Öffentlichkeit der berufsgerichtlichen Hauptverhandlung: Die Vorschriften des § 135 BRAO, des § 120 PAO, des § 122 StBerG und des § 99 Wirtschaftsprüferordnung, nach denen die Hauptverhandlung vor den jeweiligen Berufsgerichten derzeit nicht öffentlich ist, sollen aufgehoben werden. Diese Vorschriften stehen laut Justizministerium im Gegensatz zu dem Grundsatz, dass in Deutschland Gerichtsverfahren insbesondere zur Wahrung der Transparenz grundsätzlich öffentlich sind. Besondere Gründe, die für die Verhandlungen vor den Berufsgerichten Ausnahmen rechtfertigen könnten, bestünden nicht mehr, zumal auch bei vergleichbaren Berufen (Beamte, Notare, Richter sowie Ärzte mit Ausnahme von vereinzelten landesgesetzlichen Ausnahmen) sowie in verwaltungsrechtlichen Verfahren nach der BRAO, der PAO und dem StBerG die gerichtlichen Verfahren öffentlich seien.
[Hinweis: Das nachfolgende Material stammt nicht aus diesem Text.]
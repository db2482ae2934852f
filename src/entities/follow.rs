use sea_orm::entity::prelude::*;
use serde::{Deserialize, Serialize};

/// Directed follow edge. The composite primary key enforces at most one
/// edge per ordered (follower, followed) pair.
#[derive(Clone, Debug, PartialEq, DeriveEntityModel, Eq, Serialize, Deserialize)]
#[sea_orm(table_name = "follows")]
pub struct Model {
    #[sea_orm(primary_key, auto_increment = false)]
    pub follower_id: i64,
    #[sea_orm(primary_key, auto_increment = false)]
    pub followed_id: i64,
    pub created_at: DateTimeUtc,
}

#[derive(Copy, Clone, Debug, EnumIter, DeriveRelation)]
pub enum Relation {
    #[sea_orm(
        belongs_to = "super::user::Entity",
        from = "Column::FollowerId",
        to = "super::user::Column::Id",
        on_delete = "Cascade"
    )]
    Follower,
    #[sea_orm(
        belongs_to = "super::user::Entity",
        from = "Column::FollowedId",
        to = "super::user::Column::Id",
        on_delete = "Cascade"
    )]
    Followed,
}

impl ActiveModelBehavior for ActiveModel {}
Stimmverteilung in der Hauptversammlung der Bundesrechtsanwaltskammer (BRAK): Die derzeitige in § 190 BRAO geregelte Stimmverteilung in der Hauptversammlung der Bundesrechtsanwaltskammer sieht vor, dass jede der 28 Rechtsanwaltskammern eine Stimme hat, obwohl deren Größe zwischen 40 und mehr als 20.000 Mitgliedern differiert. Dies führt dazu, dass Rechtsanwälte großer Rechtsanwaltskammern in der BRAK nicht hinreichend repräsentiert sind, obwohl die BRAK die Interessen der Rechtsanwaltschaft insgesamt wahrnimmt. Es soll daher eine neue Stimmverteilung vorgesehen werden, die sich einerseits an der Größe der Rechtsanwaltskammern orientiert, andererseits aber auch gewährleistet, dass kleineren Rechtsanwaltskammern ein relevantes Mitspracherecht verbleibt.